Homelessness evidence session terms of reference


CIH Cymru consultation response


This is a response to the Senedd Housing and Local Government Committee’s call for views on the proposed terms of reference for forthcoming work on homelessness and rough sleeping.



Addressing homelessness, and its causes, has been a constant feature of the work of the housing profession. The profile of this work has been raised during the pandemic and this is continuing as we move into a post-pandemic reality.


Alongside may other organisations across the UK we have raised concerns around affordability. The rising unaffordability of housing is set to continue due to ongoing restrictions in the benefits system coupled with inadequate local housing allowances, as well as a chronic shortage of social and affordable housing supply.  Our latest cost of living report outlined that 69% of private renters in Wales have a rent shortfall. Alongside this is the possible implementation of austerity measures and cuts to public services. This at a time of rising inflation will increase the risk of homelessness for many in Wales. It may also further reduce the available resources available to meet a predicted rise in demand for housing advice and affordable housing putting strain on a system that is already under significant pressure. There may also be an increase in demand for temporary accommodation at a time where move on is difficult due to a lack of suitable affordable accommodation.

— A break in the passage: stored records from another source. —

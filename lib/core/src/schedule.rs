//! Single-shot timer seam.

use std::time::Duration;

/// Arms and cancels single-shot timers.
///
/// The owner of a handle is responsible for cancelling it before arming a
/// replacement; a scheduler never cancels on its own.
pub trait Scheduler {
    /// Token identifying one armed timer.
    type Handle;

    /// Arms a timer that fires once after `delay`.
    fn schedule(&mut self, delay: Duration) -> Self::Handle;

    /// Cancels a timer that has not fired yet.
    fn cancel(&mut self, handle: Self::Handle);
}

/// Scheduler that records timers instead of running them.
///
/// Tests fire the armed timer by calling the owner's fire method directly.
#[cfg(test)]
#[derive(Debug, Default)]
pub(crate) struct ManualScheduler {
    next_id: u64,
    /// Currently armed timers as `(id, delay)`.
    pub(crate) armed: Vec<(u64, Duration)>,
    /// Total number of timers ever armed.
    pub(crate) scheduled: usize,
    /// Total number of cancellations.
    pub(crate) cancelled: usize,
}

#[cfg(test)]
impl Scheduler for ManualScheduler {
    type Handle = u64;

    fn schedule(&mut self, delay: Duration) -> u64 {
        self.next_id += 1;
        self.scheduled += 1;
        self.armed.push((self.next_id, delay));
        self.next_id
    }

    fn cancel(&mut self, handle: u64) {
        self.cancelled += 1;
        self.armed.retain(|(id, _)| *id != handle);
    }
}

#[cfg(test)]
impl ManualScheduler {
    /// Marks the armed timer `handle` as fired.
    pub(crate) fn fired(&mut self, handle: u64) {
        self.armed.retain(|(id, _)| *id != handle);
    }
}
//! Order lead-capture form.

use crate::submission::use_submitter;
use leptos::prelude::*;
use transblue_core::order::{self, OrderField};

type FormState = order::OrderForm;

fn input_type(field: OrderField) -> &'static str {
    match field {
        OrderField::Email => "email",
        _ => "text",
    }
}

fn missing_message(fields: &[OrderField]) -> String {
    let labels: Vec<&str> = fields.iter().map(|field| field.label()).collect();
    format!("Заполните обязательные поля: {}", labels.join(", "))
}

/// Order form that swaps itself for a thank-you note once submitted.
///
/// Submitting hands the fields to the submitter from context. Nothing is
/// sent over the network by the form itself.
#[component]
pub fn OrderForm() -> impl IntoView {
    let form = RwSignal::new(FormState::new());
    let missing = RwSignal::new(Vec::<OrderField>::new());
    let submitter = StoredValue::new(use_submitter());

    let on_submit = move |ev: leptos::ev::SubmitEvent| {
        ev.prevent_default();
        match form.try_update(FormState::submit) {
            Some(Ok(request)) => {
                missing.set(Vec::new());
                submitter.with_value(|submitter| submitter.deliver(&request));
            }
            Some(Err(e)) => {
                tracing::debug!(error = %e, "Order form rejected");
                missing.set(form.with_untracked(FormState::missing_required));
            }
            None => {}
        }
    };

    view! {
        <Show
            when=move || !form.with(FormState::is_submitted)
            fallback=|| view! { <OrderConfirmation/> }
        >
            <form class="order-form" on:submit=on_submit>
                <div class="form-grid">
                    {OrderField::ALL
                        .into_iter()
                        .filter(|field| *field != OrderField::Comment)
                        .map(|field| view! { <FieldInput form field/> })
                        .collect_view()}
                </div>
                <FieldTextArea form field=OrderField::Comment/>
                {move || {
                    let fields = missing.get();
                    (!fields.is_empty())
                        .then(|| view! { <p class="form-error">{missing_message(&fields)}</p> })
                }}
                <button type="submit" class="primary-button">"Отправить заявку"</button>
            </form>
        </Show>
    }
}

/// Single-line input bound to one form field.
#[component]
fn FieldInput(form: RwSignal<FormState>, field: OrderField) -> impl IntoView {
    view! {
        <label class="field">
            <span class="field-label">{field.label()}</span>
            <input
                type=input_type(field)
                name=field.name()
                required=field.is_required()
                prop:value=move || form.with(|f| f.get(field).to_string())
                on:input=move |ev| form.update(|f| f.set(field, event_target_value(&ev)))
            />
        </label>
    }
}

/// Multi-line input bound to one form field.
#[component]
fn FieldTextArea(form: RwSignal<FormState>, field: OrderField) -> impl IntoView {
    view! {
        <label class="field">
            <span class="field-label">{field.label()}</span>
            <textarea
                rows="4"
                name=field.name()
                prop:value=move || form.with(|f| f.get(field).to_string())
                on:input=move |ev| form.update(|f| f.set(field, event_target_value(&ev)))
            ></textarea>
        </label>
    }
}

#[component]
fn OrderConfirmation() -> impl IntoView {
    view! {
        <div class="order-confirmation">
            <div class="confirmation-title">"Спасибо! 🎉"</div>
            <p class="muted">"Мы получили вашу заявку и скоро свяжемся с вами."</p>
        </div>
    }
}

#[cfg(test)]
mod tests {
    use super::*;

    #[test]
    fn only_email_uses_email_input() {
        for field in OrderField::ALL {
            let expected = if field == OrderField::Email { "email" } else { "text" };
            assert_eq!(input_type(field), expected);
        }
    }

    #[test]
    fn missing_message_uses_labels() {
        assert_eq!(
            missing_message(&[OrderField::Name, OrderField::To]),
            "Заполните обязательные поля: Имя, Куда"
        );
    }
}
//! Page routes and location fragment parsing.

use std::fmt;
use std::str::FromStr;

/// A logical page of the site.
///
/// The route is mirrored into the location fragment (`#home`, `#order`,
/// `#about`), which is the only navigation state that survives a reload.
#[derive(Debug, Clone, Copy, PartialEq, Eq, Hash, Default)]
pub enum Route {
    #[default]
    Home,
    Order,
    About,
}

impl Route {
    /// All routes, in navigation order.
    pub const ALL: [Route; 3] = [Route::Home, Route::Order, Route::About];

    /// Returns the fragment value for this route.
    #[must_use]
    pub const fn as_str(self) -> &'static str {
        match self {
            Self::Home => "home",
            Self::Order => "order",
            Self::About => "about",
        }
    }

    /// Returns the navigation label shown in the header.
    #[must_use]
    pub const fn label(self) -> &'static str {
        match self {
            Self::Home => "Главная",
            Self::Order => "Заказ",
            Self::About => "О компании",
        }
    }

    /// Parses a raw fragment, with or without its leading `#`.
    ///
    /// Returns `None` for anything outside the known routes, including the
    /// empty fragment.
    #[must_use]
    pub fn from_fragment(raw: &str) -> Option<Self> {
        let value = raw.strip_prefix('#').unwrap_or(raw);
        value.parse().ok()
    }
}

impl fmt::Display for Route {
    fn fmt(&self, f: &mut fmt::Formatter<'_>) -> fmt::Result {
        f.write_str(self.as_str())
    }
}

/// Error returned when a fragment does not name a known route.
#[derive(Debug, Clone, PartialEq, Eq)]
pub struct ParseRouteError {
    /// The rejected value.
    pub value: String,
}

impl fmt::Display for ParseRouteError {
    fn fmt(&self, f: &mut fmt::Formatter<'_>) -> fmt::Result {
        write!(f, "unknown route: '{}'", self.value)
    }
}

impl std::error::Error for ParseRouteError {}

impl FromStr for Route {
    type Err = ParseRouteError;

    fn from_str(s: &str) -> Result<Self, Self::Err> {
        match s {
            "home" => Ok(Self::Home),
            "order" => Ok(Self::Order),
            "about" => Ok(Self::About),
            other => Err(ParseRouteError {
                value: other.to_string(),
            }),
        }
    }
}

/// Returns the fragment portion of a URL (the text after the first `#`).
///
/// A URL without a `#` has an empty fragment.
#[must_use]
pub fn fragment_of(url: &str) -> &str {
    url.split_once('#').map_or("", |(_, fragment)| fragment)
}

#[cfg(test)]
mod tests {
    use super::*;

    #[test]
    fn known_routes_round_trip_through_fragment() {
        for route in Route::ALL {
            assert_eq!(Route::from_fragment(route.as_str()), Some(route));
            assert_eq!(Route::from_fragment(&format!("#{route}")), Some(route));
        }
    }

    #[test]
    fn unknown_and_empty_fragments_are_rejected() {
        assert_eq!(Route::from_fragment(""), None);
        assert_eq!(Route::from_fragment("#"), None);
        assert_eq!(Route::from_fragment("contacts"), None);
        assert_eq!(Route::from_fragment("Home"), None);
        assert_eq!(Route::from_fragment("##home"), None);
    }

    #[test]
    fn parse_error_names_the_value() {
        let err = "pricing".parse::<Route>().unwrap_err();
        assert_eq!(err.value, "pricing");
        assert!(err.to_string().contains("pricing"));
    }

    #[test]
    fn default_route_is_home() {
        assert_eq!(Route::default(), Route::Home);
    }

    #[test]
    fn fragment_of_extracts_text_after_first_hash() {
        assert_eq!(fragment_of("https://transblue.example/#order"), "order");
        assert_eq!(fragment_of("https://transblue.example/"), "");
        assert_eq!(fragment_of("https://transblue.example/#"), "");
        assert_eq!(fragment_of("/#about#x"), "about#x");
    }
}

We strongly welcome the invitation to provide our views on the terms of reference for the committees work on homelessness and rough sleeping together with views on the current situation in Wales.

The supply, suitability and quality of temporary accommodation currently being used to house people experiencing homelessness and the support services made available to them.

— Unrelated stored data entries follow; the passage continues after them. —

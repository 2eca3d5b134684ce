//! Static copy and imagery for the site.

use std::time::Duration;
use transblue_core::Slide;

/// Company name shown in the header and footer.
pub const COMPANY: &str = "TransBlue Logistics";

/// Tagline under the company name.
pub const TAGLINE: &str = "Доставляем быстро и надёжно";

/// A carousel's slides and its auto-advance interval.
#[derive(Debug, Clone, Copy)]
pub struct Gallery {
    pub slides: &'static [Slide],
    pub interval: Duration,
}

pub const HOME_GALLERY: Gallery = Gallery {
    slides: &[
        Slide {
            src: "https://images.unsplash.com/photo-1543364195-bfe6e4932397?q=80&w=1600&auto=format&fit=crop",
            alt: "Грузовики на трассе",
        },
        Slide {
            src: "https://images.unsplash.com/photo-1517957754645-708b5e65a120?q=80&w=1600&auto=format&fit=crop",
            alt: "Погрузка контейнеров",
        },
        Slide {
            src: "https://images.unsplash.com/photo-1516542076529-1ea3854896e1?q=80&w=1600&auto=format&fit=crop",
            alt: "Грузовой самолёт",
        },
    ],
    interval: Duration::from_millis(4500),
};

pub const ORDER_GALLERY: Gallery = Gallery {
    slides: &[
        Slide {
            src: "https://images.unsplash.com/photo-1500043381545-43926d6f7ef2?q=80&w=1600&auto=format&fit=crop",
            alt: "Склад с паллетами",
        },
        Slide {
            src: "https://images.unsplash.com/photo-1556740758-90de374c12ad?q=80&w=1600&auto=format&fit=crop",
            alt: "Сотрудники оформляют документы",
        },
    ],
    interval: Duration::from_millis(5000),
};

pub const ABOUT_GALLERY: Gallery = Gallery {
    slides: &[
        Slide {
            src: "https://images.unsplash.com/photo-1547347298-4074fc3086f0?q=80&w=1600&auto=format&fit=crop",
            alt: "Контейнерный терминал на закате",
        },
        Slide {
            src: "https://images.unsplash.com/photo-1500530855697-b586d89ba3ee?q=80&w=1600&auto=format&fit=crop",
            alt: "Команда на складе",
        },
    ],
    interval: Duration::from_millis(4200),
};

/// Selling points listed under the hero.
pub const FEATURES: [&str; 4] = [
    "24/7 поддержка",
    "Страхование грузов",
    "Отслеживание в реальном времени",
    "Сеть партнёров в 40+ странах",
];

/// A transport service card.
#[derive(Debug, Clone, Copy)]
pub struct Service {
    pub icon: &'static str,
    pub title: &'static str,
    pub text: &'static str,
}

pub const SERVICES: [Service; 3] = [
    Service {
        icon: "🚚",
        title: "Автоперевозки",
        text: "Еврофуры, FT/LTL, экспресс-доставка",
    },
    Service {
        icon: "🚢",
        title: "Морские",
        text: "FCL/LCL, фидерные линии",
    },
    Service {
        icon: "✈️",
        title: "Авиа",
        text: "Срочные поставки и чартеры",
    },
];

/// Certifications and capabilities on the about page.
pub const CREDENTIALS: [&str; 3] = [
    "ISO 9001, TAPA TSR",
    "Собственный автопарк и сеть 3PL-складов",
    "EDI/интеграции с ERP, API-отслеживание",
];

/// Contact channels shown in the drawer.
pub mod contacts {
    pub const PHONE_DISPLAY: &str = "+7 (000) 000-00-00";
    pub const PHONE_HREF: &str = "tel:+70000000000";
    pub const EMAIL: &str = "sales@transblue.example";
    pub const OFFICE: &str = "Россия, Москва, Примерная ул., 1";
    pub const MESSENGERS: [&str; 3] = ["WhatsApp", "Telegram", "Viber"];
}

#[cfg(test)]
mod tests {
    use super::*;

    #[test]
    fn galleries_match_page_intervals() {
        assert_eq!(HOME_GALLERY.slides.len(), 3);
        assert_eq!(HOME_GALLERY.interval, Duration::from_millis(4500));
        assert_eq!(ORDER_GALLERY.interval, Duration::from_millis(5000));
        assert_eq!(ABOUT_GALLERY.interval, Duration::from_millis(4200));
    }

    #[test]
    fn every_slide_has_alt_text() {
        for gallery in [HOME_GALLERY, ORDER_GALLERY, ABOUT_GALLERY] {
            for slide in gallery.slides {
                assert!(slide.src.starts_with("https://"));
                assert!(!slide.alt.is_empty());
            }
        }
    }
}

Our Local Authority Members are highlighting both a lack of temporary accommodation and suitable accommodation to move people onto. In some areas there is now a waiting list for temporary accommodation. A fact highlighted by one Local Authority support provider where a rough sleeper has been waiting for over 2 weeks to secure a place in temporary accommodation.  Other Local Authorities are negotiating longer stays with friends and family to avoid placing in B&B whilst a space in leased accommodation becomes available. Often this is in overcrowded homes which can exacerbate family relationships.


Despite best efforts to avoid their use some Local Authorities are having to utilise hotels or B&B accommodation to meet their statutory duty to provide temporary accommodation. Yet for many this accommodation is not suitable. In many cases, families are sharing one room with little to no space for children to play or study. Single people may need to share bathroom facilities or are asked to leave their accommodation during the day. The lack of cooking facilities or places to adequately store food means that many are reliant on takeaways which as a time of rising unaffordability is negatively impacting their ability to effectively budget or save.


Some of our Local Authority members utilise temporary accommodation that is leased from private landlords or partner RSL’s will provide accommodation to be used as temporary accommodation. Though this removes stock from allocation schemes and can impact the time spent in temporary accommodation. There are also concerns around the increasing issue of fuel poverty for those placed in private leasing schemes that are not as energy efficient as other accommodation. Our UK Housing Review 2022 showed that 23% of households in private sector homes are living in fuel poverty. In addition our decarbonisation of the private rented sector report , found that housing stock in Wales is the oldest in the UK. If we are to continue to use leased properties as a more suitable offer of temporary accommodation, then we need to look at decarbonising the private rented sector to minimise the risk of fuel poverty especially as energy costs continue to rise.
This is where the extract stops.